O projeto de lei restringe os contratos de zero horas, eliminando cancelamentos de turnos de última hora que causam flutuações extremas nos rendimentos semanais. Não, bem-vindo à nova licença parental, direitos laborais flexíveis, subsídio de doença desde o primeiro dia de doença e muito mais Estilo P&O fiascos. Acordos salariais justos, começando pelo sector dos cuidados de saúde, onde Rayner viveu uma vida profissional de zero horas, garantirão que todo o sector pague salários justos.
Pela primeira vez, os sindicatos ganham o direito vital de entrar nos locais de trabalho e recrutar; permitindo assim representantes em todas as redes de fast food, casas de repouso, agências de atendimento, empresas de entrega de pizza, armazéns e “centros de atendimento”. Protestos telegráficos “Trabalhadores conspirando para permitir a entrada de sindicatos nos locais de trabalho.” No entanto, a situação actual é deplorável. Uma apresentação recente do TUC descreveu um exemplo em que uma empresa de lares de idosos que reconhecia os sindicatos foi adquirida por uma nova empresa que não os reconhecia. Esta foi a instrução escrita aos gestores: a empresa “não reconhece nenhum sindicato” e se um representante chegar, “observe que os representantes sindicais não têm o direito de desafiar os membros e você deve recusar educadamente qualquer pedido para falar com os funcionários”.
Não mais. Esperamos que a adesão aos sindicatos aumente. O declínio dos salários ao longo das décadas Declínio na filiação sindical De 50% em 1979 para 22% agora.
O recrutamento ainda será difícil num ambiente onde os trabalhadores precários e sem conhecimento dos sindicatos podem ser intimidados pelos empregadores que não sabem como abordar o comité central de arbitragem para garantir os direitos de negociação sindical.
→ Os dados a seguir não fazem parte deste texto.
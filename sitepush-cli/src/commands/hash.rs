//! `sitepush hash` — snapshot the built site.

use std::path::PathBuf;

use anyhow::{Context, Result};
use clap::Args;

use sitepush_core::config::{
    FileConfig, HashConfig, DEFAULT_HASH_DIRECTORY, DEFAULT_HASH_OUTPUT_FILE,
};
use sitepush_sync::create_snapshot;

/// Arguments for `sitepush hash`.
#[derive(Args, Debug)]
pub struct HashArgs {
    /// Directory to hash [default: public/].
    #[arg(short = 'd', long = "hash-directory", env = "SITEPUSH_HASH_DIRECTORY")]
    pub directory: Option<PathBuf>,

    /// Snapshot file to write [default: public/latest.hash].
    #[arg(short = 'e', long = "hash-output-file", env = "SITEPUSH_HASH_OUTPUT_FILE")]
    pub output_file: Option<PathBuf>,

    /// Version label to record instead of the short git revision.
    #[arg(long, env = "SITEPUSH_VERSION_LABEL")]
    pub version_label: Option<String>,
}

impl HashArgs {
    pub fn run(self, file: &FileConfig) -> Result<()> {
        let config = self.resolve(file);
        create_snapshot(&config).with_context(|| {
            format!("failed to hash directory {}", config.directory.display())
        })?;
        Ok(())
    }

    fn resolve(self, file: &FileConfig) -> HashConfig {
        HashConfig {
            directory: self
                .directory
                .or_else(|| file.hash_directory.clone())
                .unwrap_or_else(|| PathBuf::from(DEFAULT_HASH_DIRECTORY)),
            output_file: self
                .output_file
                .or_else(|| file.hash_output_file.clone())
                .unwrap_or_else(|| PathBuf::from(DEFAULT_HASH_OUTPUT_FILE)),
            version_label: self.version_label.or_else(|| file.version_label.clone()),
        }
    }
}
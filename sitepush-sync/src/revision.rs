//! Version labels from the working tree's VCS revision.

use std::path::Path;
use std::process::Command;

use sitepush_core::VersionLabel;

use crate::error::{io_err, SyncError};

/// Length of the abbreviated revision used as a default label.
pub const SHORT_REVISION_LEN: usize = 7;

/// `git rev-parse --short=<len> HEAD` run inside `dir`.
pub fn short_revision(dir: &Path, len: usize) -> Result<VersionLabel, SyncError> {
    let short = format!("--short={len}");
    tracing::debug!("git rev-parse {short} HEAD");
    let output = Command::new("git")
        .args(["rev-parse", short.as_str(), "HEAD"])
        .current_dir(dir)
        .output()
        .map_err(|e| io_err("git", e))?;

    if !output.status.success() {
        let stderr = String::from_utf8_lossy(&output.stderr);
        return Err(SyncError::Revision(format!(
            "git rev-parse exited with {}: {}",
            output.status,
            stderr.trim()
        )));
    }

    let revision = String::from_utf8_lossy(&output.stdout).trim_end().to_string();
    if revision.is_empty() {
        return Err(SyncError::Revision("git rev-parse printed nothing".to_string()));
    }
    Ok(VersionLabel(revision))
}

/// An explicit label wins; otherwise ask the VCS in `dir`.
pub fn resolve_version(explicit: Option<&str>, dir: &Path) -> Result<VersionLabel, SyncError> {
    match explicit {
        Some(label) => Ok(VersionLabel::from(label)),
        None => short_revision(dir, SHORT_REVISION_LEN),
    }
}

#[cfg(test)]
mod tests {
    use super::*;
    use tempfile::TempDir;

    #[test]
    fn explicit_label_skips_vcs_lookup() {
        let tmp = TempDir::new().unwrap();
        let label = resolve_version(Some("release-7"), tmp.path()).unwrap();
        assert_eq!(label, VersionLabel::from("release-7"));
    }

    #[test]
    fn lookup_outside_a_repository_fails() {
        let tmp = TempDir::new().unwrap();
        let err = short_revision(&tmp.path().join("missing"), SHORT_REVISION_LEN).unwrap_err();
        assert!(
            matches!(err, SyncError::Io { .. } | SyncError::Revision(_)),
            "got: {err}"
        );
    }
}
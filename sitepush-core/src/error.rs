//! Error types for sitepush-core.

use std::path::PathBuf;

use thiserror::Error;

/// All errors that can arise while reading or writing persisted records.
#[derive(Debug, Error)]
pub enum RecordError {
    /// Underlying I/O failure, annotated with the file involved.
    #[error("I/O error at {path}: {source}")]
    Io {
        path: PathBuf,
        #[source]
        source: std::io::Error,
    },

    /// YAML serialization error (write/save path).
    #[error("YAML serialization error: {0}")]
    Yaml(#[from] serde_yaml::Error),

    /// YAML parse error on load, with the file path and serde_yaml line context.
    #[error("failed to parse record at {path}: {source}")]
    Parse {
        path: PathBuf,
        #[source]
        source: serde_yaml::Error,
    },

    /// The record file did not exist at the expected path.
    #[error("record not found at {path}")]
    NotFound { path: PathBuf },
}

/// Errors raised while assembling run configuration.
#[derive(Debug, Error)]
pub enum ConfigError {
    /// A required setting was supplied by none of flag, environment or config file.
    #[error("missing required setting '{key}' (flag --{key}, env {env}, or config file)")]
    Missing { key: &'static str, env: &'static str },

    /// An explicitly requested config file could not be read.
    #[error("cannot read config file {path}: {source}")]
    Io {
        path: PathBuf,
        #[source]
        source: std::io::Error,
    },

    /// The config file is not valid YAML for the expected keys.
    #[error("failed to parse config file {path}: {source}")]
    Parse {
        path: PathBuf,
        #[source]
        source: serde_yaml::Error,
    },
}

pub(crate) fn io_err(path: impl Into<PathBuf>, source: std::io::Error) -> RecordError {
    RecordError::Io {
        path: path.into(),
        source,
    }
}
//! Error types for sitepush-sync.

use std::path::PathBuf;

use thiserror::Error;

use sitepush_core::RecordError;

use crate::apply::Phase;
use crate::remote::RemoteError;

/// All errors that can arise while snapshotting, diffing or deploying.
#[derive(Debug, Error)]
pub enum SyncError {
    /// A snapshot or changeset record could not be read or written.
    #[error("record error: {0}")]
    Record(#[from] RecordError),

    /// An I/O error, with annotated path for context.
    #[error("I/O error at {path}: {source}")]
    Io {
        path: PathBuf,
        #[source]
        source: std::io::Error,
    },

    /// A file below the snapshot root has a name that is not valid UTF-8.
    #[error("path is not valid UTF-8: {}", path.display())]
    NonUtf8Path { path: PathBuf },

    /// Directory traversal failed below `root`.
    #[error("failed to walk {root}: {source}")]
    Walk {
        root: PathBuf,
        #[source]
        source: walkdir::Error,
    },

    /// The remote host could not be reached.
    #[error("cannot connect to {address}: {source}")]
    Connect {
        address: String,
        #[source]
        source: RemoteError,
    },

    /// The remote host refused the credentials.
    #[error("login as '{username}' failed: {source}")]
    Login {
        username: String,
        #[source]
        source: RemoteError,
    },

    /// The remote root directory could not be entered.
    #[error("cannot enter remote root {path}: {source}")]
    RemoteRoot {
        path: String,
        #[source]
        source: RemoteError,
    },

    /// A local file named by the changeset could not be read for upload.
    #[error("{phase} {}: cannot read local file: {source}", path.display())]
    LocalRead {
        phase: Phase,
        path: PathBuf,
        #[source]
        source: std::io::Error,
    },

    /// A remote operation failed while replaying a changeset.
    #[error("{phase} {path} failed: {source}")]
    Remote {
        phase: Phase,
        path: String,
        #[source]
        source: RemoteError,
    },

    /// Fetching a remote file failed.
    #[error("download of {path} failed: {source}")]
    Download {
        path: String,
        #[source]
        source: RemoteError,
    },

    /// The remote session did not end cleanly.
    #[error("closing remote session failed: {0}")]
    Close(#[source] RemoteError),

    /// The version label could not be derived from the VCS.
    #[error("revision lookup failed: {0}")]
    Revision(String),
}

/// Convenience constructor for [`SyncError::Io`].
pub(crate) fn io_err(path: impl Into<PathBuf>, source: std::io::Error) -> SyncError {
    SyncError::Io {
        path: path.into(),
        source,
    }
}
//! Roundtrip serialisation tests for `sitepush-core` records.
//!
//! Records are serialised in memory; each `#[case]` is independent.

use rstest::rstest;
use sitepush_core::types::{Changeset, Snapshot, VersionLabel};

// ---------------------------------------------------------------------------
// Helpers
// ---------------------------------------------------------------------------

fn snapshot_of(version: &str, entries: &[(&str, &str)]) -> Snapshot {
    let mut snapshot = Snapshot::new(version);
    for (path, hash) in entries {
        snapshot.entries.insert(path.to_string(), hash.to_string());
    }
    snapshot
}

fn full_changeset() -> Changeset {
    Changeset {
        old_version: VersionLabel::from("1a2b3c4"),
        new_version: VersionLabel::from("5d6e7f8"),
        directories: vec!["blog/2024".to_string(), "css".to_string()],
        add: vec!["blog/2024/post.html".to_string(), "css/site.css".to_string()],
        update: vec!["index.html".to_string()],
        delete: vec!["old/page.html".to_string()],
        after: vec!["latest.hash".to_string()],
    }
}

// ---------------------------------------------------------------------------
// Parameterised roundtrip tests
// ---------------------------------------------------------------------------

#[rstest]
#[case("empty", snapshot_of("", &[]))]
#[case("flat", snapshot_of("a1b2c3d", &[("index.html", "h1"), ("about.html", "h2")]))]
#[case("nested", snapshot_of("a1b2c3d", &[("img/logo.png", "h2"), ("a/b/c/d.txt", "h3")]))]
#[case("unicode_paths", snapshot_of("ünï", &[("blog/日本語.html", "h4"), ("ñ/é.css", "h5")]))]
#[case("numeric_looking", snapshot_of("1234567", &[("1e5", "0123"), ("true", "null")]))]
fn snapshot_roundtrip(#[case] label: &str, #[case] snapshot: Snapshot) {
    let yaml = serde_yaml::to_string(&snapshot)
        .unwrap_or_else(|e| panic!("[{label}] serialize failed: {e}"));
    let back: Snapshot = serde_yaml::from_str(&yaml)
        .unwrap_or_else(|e| panic!("[{label}] deserialize failed: {e}"));
    assert_eq!(snapshot, back, "[{label}]");
}

#[rstest]
#[case("default", Changeset::default())]
#[case("all_fields", full_changeset())]
fn changeset_roundtrip(#[case] label: &str, #[case] changeset: Changeset) {
    let yaml = serde_yaml::to_string(&changeset)
        .unwrap_or_else(|e| panic!("[{label}] serialize failed: {e}"));
    let back: Changeset = serde_yaml::from_str(&yaml)
        .unwrap_or_else(|e| panic!("[{label}] deserialize failed: {e}"));
    assert_eq!(changeset, back, "[{label}]");
}

// ---------------------------------------------------------------------------
// Schema tolerance
// ---------------------------------------------------------------------------

#[rstest]
#[case("no_dir_key", "oldVersion: a\nnewVersion: b\nadd: []\nupdate: []\ndelete: []\nafter: []\n")]
#[case("null_dir", "oldVersion: a\nnewVersion: b\ndir: ~\nadd: []\nupdate: []\ndelete: []\nafter: []\n")]
#[case("only_versions", "oldVersion: a\nnewVersion: b\n")]
fn changeset_without_directories_reads_as_empty(#[case] label: &str, #[case] yaml: &str) {
    let changeset: Changeset = serde_yaml::from_str(yaml)
        .unwrap_or_else(|e| panic!("[{label}] deserialize failed: {e}"));
    assert!(changeset.directories.is_empty(), "[{label}]");
    assert_eq!(changeset.old_version, VersionLabel::from("a"), "[{label}]");
    assert_eq!(changeset.step_count(), 0, "[{label}]");
}
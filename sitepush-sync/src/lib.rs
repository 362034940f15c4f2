//! # sitepush-sync
//!
//! Snapshotting, diffing and remote replay for a static site.
//!
//! The usual cycle is [`create_snapshot`] for the freshly built tree,
//! [`diff_files`] against the snapshot last published, then [`deploy`] of
//! the resulting changeset.

pub mod apply;
pub mod diff;
pub mod error;
pub mod ftp;
pub mod pipeline;
pub mod remote;
pub mod revision;
pub mod snapshot;

pub use apply::{apply_changeset, AppliedStep, ApplyReport, Phase};
pub use diff::{diff_files, diff_snapshots, fold_directories};
pub use error::SyncError;
pub use ftp::FtpStore;
pub use pipeline::{deploy, deploy_with, download_latest, fetch_latest, Destination};
pub use remote::{DryRunStore, MemoryStore, RemoteCall, RemoteError, RemoteStore};
pub use snapshot::{create_snapshot, hash_file, snapshot_tree};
As empresas sabem que o atraso nos tribunais de trabalho em casos de despedimento sem justa causa está a crescer mais de um ano à frente: as pessoas desistem. No entanto, isso será mais fácil e a votação para o reconhecimento sindical dos trabalhadores não terminará mais a favor da empresa.
O barulho dos empregadores e dos meios de comunicação social obscurece o quão populares estas medidas sempre foram. Enormes dados de foco Enquete para TUC Revela que 72 por cento querem que os trabalhadores que trabalham sem horas de trabalho tenham contratos rigorosos, com números semelhantes que apoiam todo o resto do projeto de lei. Com um em cada oito funcionários de empresas muito inseguro Nunca sabem quantas horas por semana trabalharão, lembre-se deste facto chocante: tinham duas vezes mais probabilidades de morrer na pandemia se mantivessem os seus empregos face ao perigo.
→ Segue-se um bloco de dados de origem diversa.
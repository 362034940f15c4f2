//! Differ: derive a [`Changeset`] from two snapshots.
//!
//! Classification:
//! 1. path only in new            -> `add`
//! 2. path in both, hash differs  -> `update`
//! 3. path only in old            -> `delete`
//!
//! Directory inference runs over the parents of added paths only. The parent
//! set is folded so each branch keeps its deepest directory (creating it
//! creates its ancestors), then directories the old snapshot already implies
//! are dropped. `after` always holds the new snapshot's own file name.

use std::collections::BTreeSet;
use std::path::Path;

use sitepush_core::{config::DiffConfig, records, Changeset, FoldStrategy, Snapshot};

use crate::SyncError;

/// Compare `old` against `new`.
///
/// `bookkeeping_file` is the name the new snapshot is published under; it is
/// uploaded after every other phase.
pub fn diff_snapshots(
    old: &Snapshot,
    new: &Snapshot,
    bookkeeping_file: &str,
    fold: FoldStrategy,
) -> Changeset {
    let mut changeset = Changeset {
        old_version: old.version.clone(),
        new_version: new.version.clone(),
        ..Changeset::default()
    };

    for (path, hash) in &new.entries {
        match old.entries.get(path) {
            None => changeset.add.push(path.clone()),
            Some(previous) if previous != hash => changeset.update.push(path.clone()),
            Some(_) => {}
        }
    }

    for path in old.entries.keys() {
        if !new.entries.contains_key(path) {
            changeset.delete.push(path.clone());
        }
    }

    let required = changeset
        .add
        .iter()
        .filter_map(|path| parent_dir(path))
        .map(str::to_string);
    let existing: Vec<&str> = old.entries.keys().filter_map(|p| parent_dir(p)).collect();
    changeset.directories = fold_directories(required, fold)
        .into_iter()
        .filter(|dir| !directory_exists(dir, &existing, fold))
        .collect();

    changeset.after.push(bookkeeping_file.to_string());
    changeset
}

/// Everything before the last `/`, or `None` for a top-level path.
pub fn parent_dir(path: &str) -> Option<&str> {
    path.rsplit_once('/')
        .map(|(parent, _)| parent)
        .filter(|parent| !parent.is_empty())
}

/// Collapse `dirs` so no kept entry is an ancestor of another.
pub fn fold_directories<I>(dirs: I, strategy: FoldStrategy) -> Vec<String>
where
    I: IntoIterator<Item = String>,
{
    match strategy {
        FoldStrategy::Canonical => fold_canonical(dirs),
        FoldStrategy::Legacy => fold_legacy(dirs),
    }
}

/// Sorted minimal covering set: drop every directory that has a strict
/// descendant in the set. Independent of input order.
fn fold_canonical<I>(dirs: I) -> Vec<String>
where
    I: IntoIterator<Item = String>,
{
    let set: BTreeSet<String> = dirs.into_iter().collect();
    set.iter()
        .filter(|dir| !has_descendant(&set, dir))
        .cloned()
        .collect()
}

/// Encounter-order fold with raw string prefixes, seeded with the first
/// directory. `a/b` counts as an ancestor of `a/bc` here.
///
/// Each directory is checked against the kept entries in order and the
/// first related entry decides: an entry that already extends it absorbs it,
/// an entry it extends is replaced in place. Unrelated directories are
/// appended.
fn fold_legacy<I>(dirs: I) -> Vec<String>
where
    I: IntoIterator<Item = String>,
{
    let mut dirs = dirs.into_iter();
    let Some(first) = dirs.next() else {
        return Vec::new();
    };

    let mut kept = vec![first.clone()];
    for dir in std::iter::once(first).chain(dirs) {
        let related = kept
            .iter()
            .position(|k| k.starts_with(dir.as_str()) || dir.starts_with(k.as_str()));
        match related {
            Some(i) if kept[i].starts_with(dir.as_str()) => {}
            Some(i) => kept[i] = dir,
            None => kept.push(dir),
        }
    }
    kept
}

/// Whether the old snapshot's parent directories already contain `dir`.
fn directory_exists(dir: &str, existing: &[&str], fold: FoldStrategy) -> bool {
    match fold {
        FoldStrategy::Canonical => existing.iter().any(|e| is_same_or_below(e, dir)),
        FoldStrategy::Legacy => existing.iter().any(|e| e.starts_with(dir)),
    }
}

fn has_descendant(set: &BTreeSet<String>, dir: &str) -> bool {
    let prefix = format!("{dir}/");
    set.range(prefix.clone()..)
        .next()
        .is_some_and(|candidate| candidate.starts_with(&prefix))
}

/// `path == dir` or `path` lies below `dir`, on segment boundaries.
fn is_same_or_below(path: &str, dir: &str) -> bool {
    path.strip_prefix(dir)
        .is_some_and(|rest| rest.is_empty() || rest.starts_with('/'))
}

/// Log one line per category, as operators expect after a diff.
pub fn log_counts(changeset: &Changeset) {
    tracing::info!("Dir    {}", changeset.directories.len());
    tracing::info!("Add    {}", changeset.add.len());
    tracing::info!("Update {}", changeset.update.len());
    tracing::info!("Delete {}", changeset.delete.len());
    tracing::info!("After  {}", changeset.after.len());
}

/// Load both snapshots, diff them, and persist the changeset.
///
/// Either snapshot failing to load aborts before any diffing.
pub fn diff_files(config: &DiffConfig) -> Result<Changeset, SyncError> {
    tracing::info!(
        "Diff {} <-> {} output {}",
        config.old_snapshot.display(),
        config.new_snapshot.display(),
        config.output_file.display()
    );

    let old = records::load_snapshot(&config.old_snapshot)?;
    let new = records::load_snapshot(&config.new_snapshot)?;

    let bookkeeping = bookkeeping_name(&config.new_snapshot);
    let changeset = diff_snapshots(&old, &new, &bookkeeping, config.fold);
    log_counts(&changeset);

    records::save_changeset(&config.output_file, &changeset)?;
    Ok(changeset)
}

/// File name component of the new snapshot's path.
pub fn bookkeeping_name(new_snapshot: &Path) -> String {
    new_snapshot
        .file_name()
        .map(|name| name.to_string_lossy().into_owned())
        .unwrap_or_else(|| new_snapshot.to_string_lossy().into_owned())
}
pub mod diff;
pub mod hash;
pub mod server;
pub mod version;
Após o lançamento do boletim informativo
É curioso que a maioria dos eleitores apoie Nigel Farage. eu também quero Direitos trabalhistas mais fortes. Mas ele e os seus deputados votaram contra todos os itens do projeto. À medida que nos aproximamos das próximas eleições, poderá chegar o dia em que a balança penderá a favor de muitos apoiantes da Reforma e eles descobrirão que discordam de Farage em quase todas as questões, excepto a imigração. Este projeto de lei histórico pode ser visto como uma grande mudança cultural que este governo herdou, dando início a um impulso sísmico no sentido de recompensas mais justas que dêem aos trabalhadores o poder de resistir aos maus empregadores.